Once we start editing DNA on a large scale, we will need to keep track of what we do, revision histories, comment the new genes and add copyright notices. This is a suggested standard of entering ASCII information into the genome:
We will use 4-base codons to encode 7-bit ASCII. I know it is a bit primitive, but I think it does well enough and we might want to use the extra bit (see below). Each base codes two bits, and the complementary base codes the inverse:
A: 00 G: 01 C: 10 T: 11
Thus each character will be coded as four bases, read in the canonical 5'->3' direction.
The letters 'DNA' will thus become
01000100 01001110 01000001
G A G A G A T C G A A G
The problem when reading a DNA string is: which strand should we read? If we read the complementary strand, we will get an inverted string backwards. But since we use 7-bit ascii, we can test to see if every 8th bit is a one or zero, and deduce which side we are on. The reading process thus tries out the eight starting frames, and chooses the one which gives an unbroken stretch of ones or zeros. If the stretch are zeros, the bases are read and converted, if they are ones they are read to the end of the message, inverted and reversed. Note that some errors can become detectable this way, as interruptions of the stretches of similar bits.

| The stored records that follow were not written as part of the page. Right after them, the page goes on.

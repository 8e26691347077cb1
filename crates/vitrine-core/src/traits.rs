use std::future::Future;

use crate::error::AppError;
use crate::models::{MuseumCode, NormalizedArtwork};

/// Fetches a raw response body from a URL.
pub trait Fetcher: Send + Sync + Clone {
    fn fetch(&self, url: &str) -> impl Future<Output = Result<String, AppError>> + Send;
}

/// Translates one museum's native API into [`NormalizedArtwork`] records.
pub trait MuseumAdapter: Send + Sync {
    fn code(&self) -> MuseumCode;

    /// Search the museum, propagating fetch and decode errors.
    ///
    /// `limit` is a flat cap; adapters expose no cursor.
    fn search(
        &self,
        query: &str,
        limit: usize,
    ) -> impl Future<Output = Result<Vec<NormalizedArtwork>, AppError>> + Send;

    /// Fetch one record by id (prefixed or native).
    ///
    /// Returns `None` for records without any image and for every upstream
    /// failure; callers cannot tell "not found" from a transient error here.
    fn get_details(&self, id: &str) -> impl Future<Output = Option<NormalizedArtwork>> + Send;

    /// [`search`](Self::search) with failures logged and turned into an empty list.
    fn search_lenient(
        &self,
        query: &str,
        limit: usize,
    ) -> impl Future<Output = Vec<NormalizedArtwork>> + Send {
        async move {
            match self.search(query, limit).await {
                Ok(artworks) => artworks,
                Err(e) => {
                    tracing::warn!(museum = %self.code(), query, error = %e, "Search failed");
                    Vec::new()
                }
            }
        }
    }
}

/// String key-value persistence capability behind the collection store.
pub trait KeyValueStore: Send + Sync {
    fn get(&self, key: &str) -> Result<Option<String>, AppError>;

    fn set(&self, key: &str, value: &str) -> Result<(), AppError>;

    /// Removing a missing key is not an error.
    fn remove(&self, key: &str) -> Result<(), AppError>;
}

To delineate the comments, we need markers. A standard could be the sequence corresponding to "COMMENT COMMENT COMMENT..." repeated a number of times (we don't want to use a long stretch of similar bases, since it would influence the bending of DNA, which might lead to unwanted effects).

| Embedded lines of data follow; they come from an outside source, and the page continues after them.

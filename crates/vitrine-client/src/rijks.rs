//! Rijksmuseum collection adapter.

use serde::Deserialize;
use vitrine_core::error::AppError;
use vitrine_core::models::{DisplayField, MuseumCode, NormalizedArtwork};
use vitrine_core::traits::{Fetcher, MuseumAdapter};
use vitrine_core::util::{first_non_blank, non_blank};

use crate::decode::{decode, decode_each, endpoint, fetch_json, null_as_default};

pub const RIJKS_BASE_URL: &str = "https://www.rijksmuseum.nl/api/nl/collection";

#[derive(Default, Deserialize)]
#[serde(default, rename_all = "camelCase")]
struct SearchResponse {
    art_objects: Vec<serde_json::Value>,
}

#[derive(Default, Deserialize)]
#[serde(default, rename_all = "camelCase")]
struct DetailResponse {
    art_object: Option<serde_json::Value>,
}

#[derive(Debug, Default, Deserialize)]
#[serde(default, rename_all = "camelCase")]
struct RijksObject {
    object_number: Option<String>,
    title: Option<String>,
    principal_or_first_maker: Option<String>,
    #[serde(deserialize_with = "null_as_default")]
    principal_makers: Vec<RijksMaker>,
    dating: Option<RijksDating>,
    physical_medium: Option<String>,
    sub_title: Option<String>,
    web_image: Option<RijksImage>,
    header_image: Option<RijksImage>,
    classification: Option<RijksClassification>,
    #[serde(deserialize_with = "null_as_default")]
    object_types: Vec<String>,
    #[serde(deserialize_with = "null_as_default")]
    production_places: Vec<String>,
    location: Option<String>,
    acquisition: Option<RijksAcquisition>,
    plaque_description_english: Option<String>,
    description: Option<String>,
    #[serde(deserialize_with = "null_as_default")]
    materials: Vec<String>,
    #[serde(deserialize_with = "null_as_default")]
    techniques: Vec<String>,
    links: Option<RijksLinks>,
}

#[derive(Debug, Default, Deserialize)]
#[serde(default)]
struct RijksMaker {
    name: Option<String>,
    nationality: Option<String>,
}

#[derive(Debug, Default, Deserialize)]
#[serde(default, rename_all = "camelCase")]
struct RijksDating {
    presenting_date: Option<String>,
    period: Option<i64>,
}

#[derive(Debug, Default, Deserialize)]
#[serde(default)]
struct RijksImage {
    url: Option<String>,
}

#[derive(Debug, Default, Deserialize)]
#[serde(default, rename_all = "camelCase")]
struct RijksClassification {
    #[serde(deserialize_with = "null_as_default")]
    icon_class_description: Vec<String>,
}

#[derive(Debug, Default, Deserialize)]
#[serde(default, rename_all = "camelCase")]
struct RijksAcquisition {
    credit_line: Option<String>,
}

#[derive(Debug, Default, Deserialize)]
#[serde(default)]
struct RijksLinks {
    web: Option<String>,
}

#[derive(Clone)]
pub struct RijksAdapter<F> {
    fetcher: F,
    base_url: String,
    api_key: String,
}

impl<F: Fetcher> RijksAdapter<F> {
    pub fn new(fetcher: F, api_key: impl Into<String>) -> Self {
        Self::with_base_url(fetcher, api_key, RIJKS_BASE_URL)
    }

    pub fn with_base_url(fetcher: F, api_key: impl Into<String>, base_url: &str) -> Self {
        Self {
            fetcher,
            base_url: base_url.trim_end_matches('/').to_string(),
            api_key: api_key.into(),
        }
    }

    async fn fetch_details(&self, object_number: &str) -> Result<Option<NormalizedArtwork>, AppError> {
        let url = endpoint(
            &self.base_url,
            &[object_number],
            &[("key", &self.api_key), ("format", "json")],
        )?;
        let response: DetailResponse = serde_json::from_value(fetch_json(&self.fetcher, &url).await?)?;
        let Some(raw) = response.art_object else {
            return Ok(None);
        };
        let (object, raw) = decode::<RijksObject>(raw)?;
        // Echo the id as requested; upstream may canonicalise it.
        Ok(normalize(object, raw)
            .filter(NormalizedArtwork::has_image)
            .map(|artwork| NormalizedArtwork {
                id: MuseumCode::Rijks.artwork_id(object_number),
                ..artwork
            }))
    }
}

impl<F: Fetcher> MuseumAdapter for RijksAdapter<F> {
    fn code(&self) -> MuseumCode {
        MuseumCode::Rijks
    }

    async fn search(&self, query: &str, limit: usize) -> Result<Vec<NormalizedArtwork>, AppError> {
        let page_size = limit.to_string();
        let url = endpoint(
            &self.base_url,
            &[],
            &[
                ("key", &self.api_key),
                ("q", query),
                ("ps", &page_size),
                ("imgonly", "true"),
                ("format", "json"),
            ],
        )?;
        let response: SearchResponse = serde_json::from_value(fetch_json(&self.fetcher, &url).await?)?;

        Ok(decode_each::<RijksObject>(MuseumCode::Rijks, response.art_objects)
            .into_iter()
            .filter_map(|(object, raw)| normalize(object, raw))
            .collect())
    }

    async fn get_details(&self, id: &str) -> Option<NormalizedArtwork> {
        let object_number = MuseumCode::Rijks.native_id(id);
        match self.fetch_details(object_number).await {
            Ok(artwork) => artwork,
            Err(e) => {
                tracing::warn!(id, error = %e, "Error fetching Rijksmuseum object");
                None
            }
        }
    }
}

fn normalize(object: RijksObject, raw: serde_json::Value) -> Option<NormalizedArtwork> {
    let object_number = non_blank(object.object_number.as_deref())?;
    let image = first_non_blank([
        object.web_image.as_ref().and_then(|i| i.url.as_deref()),
        object.header_image.as_ref().and_then(|i| i.url.as_deref()),
    ]);
    let maker = object.principal_makers.first();
    let dating = object.dating.unwrap_or_default();
    let subjects = object
        .classification
        .map(|c| c.icon_class_description)
        .unwrap_or_default();

    Some(NormalizedArtwork {
        id: MuseumCode::Rijks.artwork_id(&object_number),
        title: DisplayField::Title.resolve([object.title.as_deref()]),
        artist: DisplayField::Artist.resolve([
            maker.and_then(|m| m.name.as_deref()),
            object.principal_or_first_maker.as_deref(),
        ]),
        date: DisplayField::Date.resolve([dating.presenting_date.as_deref()]),
        medium: DisplayField::Medium.resolve([object.physical_medium.as_deref()]),
        dimensions: DisplayField::Dimensions.resolve([object.sub_title.as_deref()]),
        museum: MuseumCode::Rijks.institution().to_string(),
        museum_code: MuseumCode::Rijks,
        image_url: image.clone(),
        thumbnail_url: image,
        department: non_blank(subjects.first().map(String::as_str)),
        artwork_type: non_blank(object.object_types.first().map(String::as_str)),
        place_of_origin: non_blank(object.production_places.first().map(String::as_str)),
        gallery: non_blank(object.location.as_deref()),
        period: dating.period.map(|p| p.to_string()),
        culture: maker.and_then(|m| non_blank(m.nationality.as_deref())),
        credit_line: object.acquisition.and_then(|a| non_blank(a.credit_line.as_deref())),
        accession_number: Some(object_number.clone()),
        classification: None,
        style: None,
        description: first_non_blank([
            object.plaque_description_english.as_deref(),
            object.description.as_deref(),
        ]),
        is_public_domain: None,
        subjects,
        materials: object.materials,
        techniques: object.techniques,
        museum_url: object
            .links
            .and_then(|l| non_blank(l.web.as_deref()))
            .unwrap_or_else(|| format!("https://www.rijksmuseum.nl/nl/collectie/{object_number}")),
        original_data: raw,
    })
}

A problem is that we might accidentally create active regions in the DNA with these comments; ideally we should choose a coding that minimizes the biological effects of the comment. Methylating the cytosine bases will also inactivate the comment. If it can be marked as an intron it could also be placed inside exons, making sure the comment will follow the gene it belongs to.
Thanks to John D. Gleason for the methylating and intron ideas.